Syamsul Auliya Rachman, Bupati Cilacap yang Terjaring OTT KPK
Nama Syamsul Auliya Rachman menjadi perhatian publik setelah terlibat dalam operasi tangkap tangan (OTT) oleh Komisi Pemberantasan Korupsi (KPK) pada Jumat, 13 Maret 2026. Dalam operasi tersebut, Syamsul diamankan bersama belasan pejabat di lingkungan Pemerintah Kabupaten Cilacap dan dibawa untuk menjalani pemeriksaan lebih lanjut oleh penyidik KPK.
Operasi ini berlangsung di wilayah Kabupaten Cilacap dan langsung menarik perhatian masyarakat karena melibatkan kepala daerah yang masih aktif menjabat. Penangkapan ini menimbulkan banyak spekulasi dan pertanyaan mengenai konstruksi perkara yang dihadapi Syamsul.
Profil Singkat Syamsul Auliya Rachman
Syamsul Auliya Rachman lahir pada 30 November 1985. Ia dikenal sebagai politikus dari Partai Kebangkitan Bangsa (PKB) yang saat ini menjabat sebagai Bupati Cilacap periode 2025–2030. Ia resmi dilantik sebagai bupati oleh Prabowo Subianto pada 20 Februari 2025 di Istana Negara. Di internal partai, Syamsul juga dipercaya menjabat sebagai Ketua Dewan Tanfidz DPC PKB Kabupaten Cilacap periode 2021–2026.
Karier di Pemerintahan
Karier Syamsul di pemerintahan dimulai dari tingkat kecamatan. Pada 2012, ia menjabat sebagai Kepala Seksi Trantibum Kecamatan Kedungreja. Setahun kemudian, ia dipercaya menjadi Kasubag Otonomi Daerah dan Kerja Sama pada Bagian Tata Pemerintahan Pemkab Cilacap.

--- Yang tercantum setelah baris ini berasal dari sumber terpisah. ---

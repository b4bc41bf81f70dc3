//! Append-only activity ledger for TerraQuest.
//!
//! This crate is the heart of TerraQuest. It provides:
//! - [`LedgerService`], the single write path: genesis creation, typed
//!   appends with optimistic retry, and read helpers
//! - [`NewActivity`], the unvalidated input for activity submissions
//! - [`ChainVerification`], the tamper-check result
//! - [`LedgerConfig`] with retry and genesis settings
//!
//! The service holds no block state of its own; every read goes through
//! the [`ChainStore`](tq_store::ChainStore) handle it is given.

pub mod activity;
pub mod config;
pub mod error;
pub mod service;

pub use activity::NewActivity;
pub use config::LedgerConfig;
pub use error::LedgerError;
pub use service::{ChainVerification, LedgerService};
use std::fmt;
use std::str::FromStr;

use serde::{Deserialize, Serialize};

use crate::error::TypeError;

/// Longest tag accepted for an event type.
const MAX_TAG_LEN: usize = 64;

/// Tag identifying the schema of a block's payload.
///
/// Tags are restricted to `[a-z0-9_]` so they can never contain the field
/// separator used by the block hasher.
#[derive(Clone, Debug, PartialEq, Eq, Hash, PartialOrd, Ord, Serialize, Deserialize)]
#[serde(try_from = "String", into = "String")]
pub enum EventType {
    /// The height-0 anchor block.
    Genesis,
    /// A user submitted a new activity.
    ActivitySubmission,
    /// An activity was scored (difficulty, points, risk).
    ActivityScored,
    /// A user completed an activity.
    Completion,
    /// A campaign grouping activities was generated.
    CampaignGenerated,
    /// Any other well-formed tag, written through the generic append path.
    Custom(String),
}

impl EventType {
    /// The wire tag stored in the `event_type` column.
    pub fn as_str(&self) -> &str {
        match self {
            Self::Genesis => "genesis",
            Self::ActivitySubmission => "activity_submission",
            Self::ActivityScored => "activity_scored",
            Self::Completion => "completion",
            Self::CampaignGenerated => "campaign_generated",
            Self::Custom(tag) => tag,
        }
    }

    /// Parse a tag, mapping known tags onto their variants.
    pub fn parse(tag: &str) -> Result<Self, TypeError> {
        let known = match tag {
            "genesis" => Some(Self::Genesis),
            "activity_submission" => Some(Self::ActivitySubmission),
            "activity_scored" => Some(Self::ActivityScored),
            "completion" => Some(Self::Completion),
            "campaign_generated" => Some(Self::CampaignGenerated),
            _ => None,
        };
        if let Some(kind) = known {
            return Ok(kind);
        }

        let well_formed = !tag.is_empty()
            && tag.len() <= MAX_TAG_LEN
            && tag
                .bytes()
                .all(|b| b.is_ascii_lowercase() || b.is_ascii_digit() || b == b'_');
        if !well_formed {
            return Err(TypeError::InvalidEventType(tag.to_string()));
        }
        Ok(Self::Custom(tag.to_string()))
    }

    /// Returns `true` for tags with a typed payload schema.
    pub fn is_known(&self) -> bool {
        !matches!(self, Self::Custom(_))
    }
}

impl fmt::Display for EventType {
    fn fmt(&self, f: &mut fmt::Formatter<'_>) -> fmt::Result {
        f.write_str(self.as_str())
    }
}

impl FromStr for EventType {
    type Err = TypeError;

    fn from_str(s: &str) -> Result<Self, Self::Err> {
        Self::parse(s)
    }
}

impl TryFrom<String> for EventType {
    type Error = TypeError;

    fn try_from(value: String) -> Result<Self, Self::Error> {
        Self::parse(&value)
    }
}

impl From<EventType> for String {
    fn from(value: EventType) -> Self {
        match value {
            EventType::Custom(tag) => tag,
            other => other.as_str().to_string(),
        }
    }
}
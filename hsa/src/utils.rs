use std::string::FromUtf8Error;

/// Converts a fixed-size, NUL-padded runtime name buffer to a `String`,
/// truncating at the first NUL.
pub fn fixed_buf_to_string(buf: &[u8]) -> Result<String, FromUtf8Error> {
    let end = buf.iter().position(|&b| b == 0).unwrap_or(buf.len());

    String::from_utf8(buf[..end].to_vec())
}

#[cfg(test)]
mod tests {
    use super::*;

    #[test]
    fn test_trims_at_first_nul() {
        let mut buf = [0u8; 64];
        buf[..7].copy_from_slice(b"gfx1100");

        assert_eq!(fixed_buf_to_string(&buf).unwrap(), "gfx1100");
    }

    #[test]
    fn test_empty_buffer() {
        assert_eq!(fixed_buf_to_string(&[0u8; 64]).unwrap(), "");
    }

    #[test]
    fn test_full_buffer_without_nul() {
        let buf = [b'a'; 16];

        assert_eq!(fixed_buf_to_string(&buf).unwrap(), "a".repeat(16));
    }
}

Karier politiknya semakin menanjak ketika ia terpilih menjadi Wakil Bupati Cilacap periode 2017–2022. Pengalaman tersebut kemudian mengantarkannya maju dalam kontestasi Pilkada Serentak 2024. Dalam pemilihan tersebut, Syamsul berpasangan dengan Ammy Amalia Fatma Surya. Pasangan ini berhasil memenangkan Pilkada dengan meraih 414.533 suara atau sekitar 43,81 persen dari total suara sah.
Riwayat Jabatan
Berikut adalah riwayat jabatan Syamsul Auliya Rachman:
- 2012 – Kepala Seksi Ketentraman dan Ketertiban Umum (Trantibum) Kecamatan Kedungreja
- 2013 – Kasubag Otonomi Daerah dan Kerja Sama Bagian Tata Pemerintahan Pemkab Cilacap
- 2017–2022 – Wakil Bupati Cilacap
- 2025–2030 – Bupati Cilacap
Kekayaan dan Harta
Berdasarkan laporan LHKPN 2025, total kekayaan Syamsul Auliya Rachman tercatat lebih dari Rp12 miliar. Rincian asetnya antara lain:
- Tanah dan bangunan di Cilacap: sekitar Rp8 miliar
- Tanah seluas 140 m²: senilai Rp150 juta
- Kendaraan: Toyota Minibus 2021 dan Toyota SUV 2024
- Harta bergerak lainnya: Rp360 juta
- Kas dan setara kas: Rp1,29 miliar
- Harta lain-lain: Rp1,05 miliar
Syamsul juga tercatat memiliki utang sekitar Rp215,61 juta.
Kehidupan Pribadi
Syamsul Auliya Rachman menikah dengan Ira Tanti, seorang dokter yang dikenal aktif dalam kegiatan sosial dan kemasyarakatan di Kabupaten Cilacap. Namun, kini perhatian publik tertuju pada situasi hukum yang dialami bupati tersebut.
Pada tanggal 13 Maret 2026, KPK tidak hanya mengamankan Syamsul, tetapi juga Sekretaris Daerah dan puluhan pejabat di lingkungan Pemerintah Kabupaten Cilacap. Mereka dilaporkan dibawa menggunakan satu bus untuk menjalani pemeriksaan lebih lanjut.
Sesuai ketentuan hukum yang berlaku, KPK memiliki waktu maksimal 1 x 24 jam untuk menentukan status hukum pihak-pihak yang diamankan dalam OTT tersebut. Hingga kini, publik masih menunggu pengumuman resmi dari KPK terkait konstruksi perkara serta pihak yang akan ditetapkan sebagai tersangka.